| Task prompt |
Below is a block of data; give all of it again word for word.

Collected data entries
..............................

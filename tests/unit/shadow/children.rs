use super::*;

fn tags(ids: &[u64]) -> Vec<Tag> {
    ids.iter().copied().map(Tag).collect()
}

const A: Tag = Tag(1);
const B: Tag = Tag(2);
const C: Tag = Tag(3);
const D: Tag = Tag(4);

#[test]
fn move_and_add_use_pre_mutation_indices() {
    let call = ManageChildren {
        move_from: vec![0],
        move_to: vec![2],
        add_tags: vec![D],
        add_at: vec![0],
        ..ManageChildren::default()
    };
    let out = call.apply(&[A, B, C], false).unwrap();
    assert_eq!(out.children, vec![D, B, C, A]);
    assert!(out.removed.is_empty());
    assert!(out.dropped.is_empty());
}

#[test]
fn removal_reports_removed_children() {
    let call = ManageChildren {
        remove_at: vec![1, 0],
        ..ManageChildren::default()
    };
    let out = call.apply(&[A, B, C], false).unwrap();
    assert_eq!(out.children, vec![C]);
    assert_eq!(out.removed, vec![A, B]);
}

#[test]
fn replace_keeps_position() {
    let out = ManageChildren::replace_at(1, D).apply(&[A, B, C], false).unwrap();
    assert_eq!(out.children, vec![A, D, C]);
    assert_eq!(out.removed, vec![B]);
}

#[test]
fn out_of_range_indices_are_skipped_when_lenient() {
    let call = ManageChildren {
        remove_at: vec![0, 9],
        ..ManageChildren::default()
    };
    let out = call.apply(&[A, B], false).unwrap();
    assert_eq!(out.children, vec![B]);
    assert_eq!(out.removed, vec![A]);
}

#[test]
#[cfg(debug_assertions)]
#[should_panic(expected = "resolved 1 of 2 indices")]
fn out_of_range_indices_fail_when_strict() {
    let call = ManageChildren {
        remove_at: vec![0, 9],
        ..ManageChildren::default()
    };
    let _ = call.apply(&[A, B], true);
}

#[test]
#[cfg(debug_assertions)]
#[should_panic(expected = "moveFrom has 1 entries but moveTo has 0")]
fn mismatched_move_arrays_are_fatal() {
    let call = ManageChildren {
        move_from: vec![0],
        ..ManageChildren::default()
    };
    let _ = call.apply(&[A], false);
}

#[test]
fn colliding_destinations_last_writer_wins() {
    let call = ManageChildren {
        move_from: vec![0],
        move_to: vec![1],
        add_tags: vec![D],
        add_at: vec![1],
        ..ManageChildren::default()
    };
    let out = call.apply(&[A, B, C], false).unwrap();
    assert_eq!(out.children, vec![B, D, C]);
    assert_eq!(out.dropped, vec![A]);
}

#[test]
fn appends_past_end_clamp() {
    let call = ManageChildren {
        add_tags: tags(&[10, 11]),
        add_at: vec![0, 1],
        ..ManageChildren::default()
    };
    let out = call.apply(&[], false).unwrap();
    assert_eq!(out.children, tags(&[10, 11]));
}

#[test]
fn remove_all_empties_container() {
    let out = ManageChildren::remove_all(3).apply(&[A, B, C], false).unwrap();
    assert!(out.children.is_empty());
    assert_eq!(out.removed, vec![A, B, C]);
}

..............................

| Response |
filename tests/unit/shadow/children.rs
use super::*;

fn tags(ids: &[u64]) -> Vec<Tag> {
    ids.iter().copied().map(Tag).collect()
}

const A: Tag = Tag(1);
const B: Tag = Tag(2);
const C: Tag = Tag(3);
const D: Tag = Tag(4);

#[test]
fn move_and_add_use_pre_mutation_indices() {
    let call = ManageChildren {
        move_from: vec![0],
        move_to: vec![2],
        add_tags: vec![D],
        add_at: vec![0],
        ..ManageChildren::default()
    };
    let out = call.apply(&[A, B, C], false).unwrap();
    assert_eq!(out.children, vec![D, B, C, A]);
    assert!(out.removed.is_empty());
    assert!(out.dropped.is_empty());
}

#[test]
fn removal_reports_removed_children() {
    let call = ManageChildren {
        remove_at: vec![1, 0],
        ..ManageChildren::default()
    };
    let out = call.apply(&[A, B, C], false).unwrap();
    assert_eq!(out.children, vec![C]);
    assert_eq!(out.removed, vec![A, B]);
}

#[test]
fn replace_keeps_position() {
    let out = ManageChildren::replace_at(1, D).apply(&[A, B, C], false).unwrap();
    assert_eq!(out.children, vec![A, D, C]);
    assert_eq!(out.removed, vec![B]);
}

#[test]
fn out_of_range_indices_are_skipped_when_lenient() {
    let call = ManageChildren {
        remove_at: vec![0, 9],
        ..ManageChildren::default()
    };
    let out = call.apply(&[A, B], false).unwrap();
    assert_eq!(out.children, vec![B]);
    assert_eq!(out.removed, vec![A]);
}

#[test]
#[cfg(debug_assertions)]
#[should_panic(expected = "resolved 1 of 2 indices")]
fn out_of_range_indices_fail_when_strict() {
    let call = ManageChildren {
        remove_at: vec![0, 9],
        ..ManageChildren::default()
    };
    let _ = call.apply(&[A, B], true);
}

#[test]
#[cfg(debug_assertions)]
#[should_panic(expected = "moveFrom has 1 entries but moveTo has 0")]
fn mismatched_move_arrays_are_fatal() {
    let call = ManageChildren {
        move_from: vec![0],
        ..ManageChildren::default()
    };
    let _ = call.apply(&[A], false);
}

#[test]
fn colliding_destinations_last_writer_wins() {
    let call = ManageChildren {
        move_from: vec![0],
        move_to: vec![1],
        add_tags: vec![D],
        add_at: vec![1],
        ..ManageChildren::default()
    };
    let out = call.apply(&[A, B, C], false).unwrap();
    assert_eq!(out.children, vec![B, D, C]);
    assert_eq!(out.dropped, vec![A]);
}

#[test]
fn appends_past_end_clamp() {
    let call = ManageChildren {
        add_tags: tags(&[10, 11]),
        add_at: vec![0, 1],
        ..ManageChildren::default()
    };
    let out = call.apply(&[], false).unwrap();
    assert_eq!(out.children, tags(&[10, 11]));
}

#[test]
fn remove_all_empties_container() {
    let out = ManageChildren::remove_all(3).apply(&[A, B, C], false).unwrap();
    assert!(out.children.is_empty());
    assert_eq!(out.removed, vec![A, B, C]);
}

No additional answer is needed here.